A History in the Dark
Artist: Tara (von Neudorf)
Curator: Diana Dochia
08.04.2010 – 07.05.2010
Opening: 08.04.2010, at 07:30 p.m.
A History in the Dark announces a new facet of Tara von Neudorf’s creation. Continuing the series begun in the projects Finis Mundi and Into the Night of Loneliness, Tara passes over maps and objects found in the Transylvanian churches, to the botanic, zoology and anatomic sketches. Thus the drawing is conditioned by the existing image on the sketch’s surface, erupting as part of a vegetable carnivore and an anatomical visceral body. This time the conflict is concealed in an extremely complicated and coded drawing. The mystery is revealed in stages and the extended silence portends the disaster. Tara identifies himself completely with the sketch of which he takes possession. The drawing interpenetrates with the existing one developing a succession of entrelacs and labyrinthine coils. Recurrent creational elements of Tara von Neudorf are to be found in this project: rats, lizards, fishes, snakes which turn into women, apples, the symbol of the original sin, and the disembowel human body turned dreadfully into an industrial mechanism. One element proceeds another, from a lizard is born a snake, the ornithorhyncus is metamorphosed into an angel, the rat turns into a bat, the owl predicts death. All it happens with fantastic rapidity describing a trophyc chain often incongruent within a rhizomic system.
Starting from the philosophic concept developed by Gilles Deleuze and Félix Guattari within the project the Capitalism and Schizophrenia (1972-1980), the rhizome becomes a term used to describe a multiplicity with nonhierarchical entrances and exits. New grid of interpretation stems from what Deleuze named “image of thought”, the rhizome being a concept which opposites the concept of arborescent knowledge which works with dual categories and binary choices. The rhizome work with horizontal connections and trans- species, while the arborescent model work with vertical and linear connections. Taking over the biological concept of mutualism, two different species interact in order to form a multiplicity; in other words, a unity which multiplies itself. The majority of Tara’s drawings built on the idea of infinite multiplicity. Each of his drawings can be connected with another element or anything else. It is possible to make infinite mental analogies both at the image level and at symbolic interpretation level. Each element added or dropped leads to a certain problem which, at any moment can be reinterpreted and contextualized. Similar to the disruption within the rhizomic system, Tara’s drawings develop the capacity to create a wild beast image.

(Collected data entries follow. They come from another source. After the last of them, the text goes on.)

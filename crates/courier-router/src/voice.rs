// SPDX-FileCopyrightText: 2026 Courier Contributors
// SPDX-License-Identifier: MIT OR Apache-2.0

//! Geography-scoped voice policy and the voice veto filter.

use std::collections::HashMap;

use courier_core::{Channel, GeographyKey, VoiceRule};
use tracing::debug;

/// Voice rules indexed by geography key.
#[derive(Debug, Clone, Default)]
pub struct VoiceRuleTable {
    rules: HashMap<GeographyKey, VoiceRule>,
}

impl VoiceRuleTable {
    pub fn new(rules: impl IntoIterator<Item = VoiceRule>) -> Self {
        Self {
            rules: rules.into_iter().map(|r| (r.geography.clone(), r)).collect(),
        }
    }

    /// Resolve with precedence city > country > region > default.
    ///
    /// A stored `default` rule replaces the built-in default.
    pub fn resolve_rule(&self, country: &str, region: Option<&str>, city: Option<&str>) -> VoiceRule {
        let country = country.to_uppercase();
        let mut candidates = Vec::with_capacity(4);
        if let Some(city) = city {
            candidates.push(GeographyKey::City {
                country: country.clone(),
                city: city.to_string(),
            });
        }
        candidates.push(GeographyKey::Country(country));
        if let Some(region) = region {
            candidates.push(GeographyKey::Region(region.to_string()));
        }
        candidates.push(GeographyKey::Default);

        candidates
            .iter()
            .find_map(|key| self.rules.get(key))
            .cloned()
            .unwrap_or_default()
    }

    pub fn len(&self) -> usize {
        self.rules.len()
    }

    pub fn is_empty(&self) -> bool {
        self.rules.is_empty()
    }
}

/// Channels left after the voice filter.
#[derive(Debug, Clone, PartialEq, Eq)]
pub struct VoiceFilter {
    pub channels: Vec<Channel>,
    /// Why voice was removed, if it was a candidate and got vetoed.
    pub vetoed: Option<String>,
}

/// Remove voice when the resolved rule forbids it. Other channels keep their
/// order, so the next non-voice candidate moves up.
pub fn filter_voice(channels: Vec<Channel>, rule: &VoiceRule, local_hour: u32) -> VoiceFilter {
    if !channels.contains(&Channel::Voice) {
        return VoiceFilter {
            channels,
            vetoed: None,
        };
    }

    let reason = if !rule.fallback_enabled {
        Some(format!("voice disabled by rule {}", rule.geography))
    } else if let Some(window) = rule.allowed_hours
        && !window.contains(local_hour)
    {
        Some(format!(
            "hour {local_hour} outside voice window {}-{} of rule {}",
            window.start_hour, window.end_hour, rule.geography
        ))
    } else {
        None
    };

    match reason {
        Some(reason) => {
            debug!(reason = reason.as_str(), "voice vetoed");
            VoiceFilter {
                channels: channels.into_iter().filter(|c| *c != Channel::Voice).collect(),
                vetoed: Some(reason),
            }
        }
        None => VoiceFilter {
            channels,
            vetoed: None,
        },
    }
}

The rhizomic system developed by Deleuze and Guattari conception mark a horizontal and nonhierarchical, where anything can be linked to something else, since we are dealing with heterogeneous relations between things, which at first sight have nothing in common. There is in Tara’s creation one another permanent transfer of organic elements that change and often metamorphose within a true artistic creativity that depict a chaotic world, with vegetative roots that multiplies infinitely. Finding maps in the project Finis Mundi or a great number of didactic botanic, zoological or anatomical sketches represent only pretext for Tara to imagine an eternity of darkness in the world. The black deep hatch of the drawings translates the opposition between total affection for the tackled subjects and the monstrosity described. The irrepressible spirit, solitary, prying, unquiet, using violation without interdictions Tara feels in peace only in Engelthal (The Angels Valley) – the only idyllic imagine in the exhibition. The experience of visually reading the artistic words of Tara oscillates between direct, unrefined reading, and fantasy, dreaming, imagining psychologies and different habits.
A History in the Dark is a kind of sociology and retrospective anthropology of human delirium. Tara can draw more than we can imagine. Tara develops in large areas the world, around this fixed point. The world with its innumerable interpenetrations reveals the “universe of Tara”, within each art work taken at random; develops an organic structure and a unique tonality.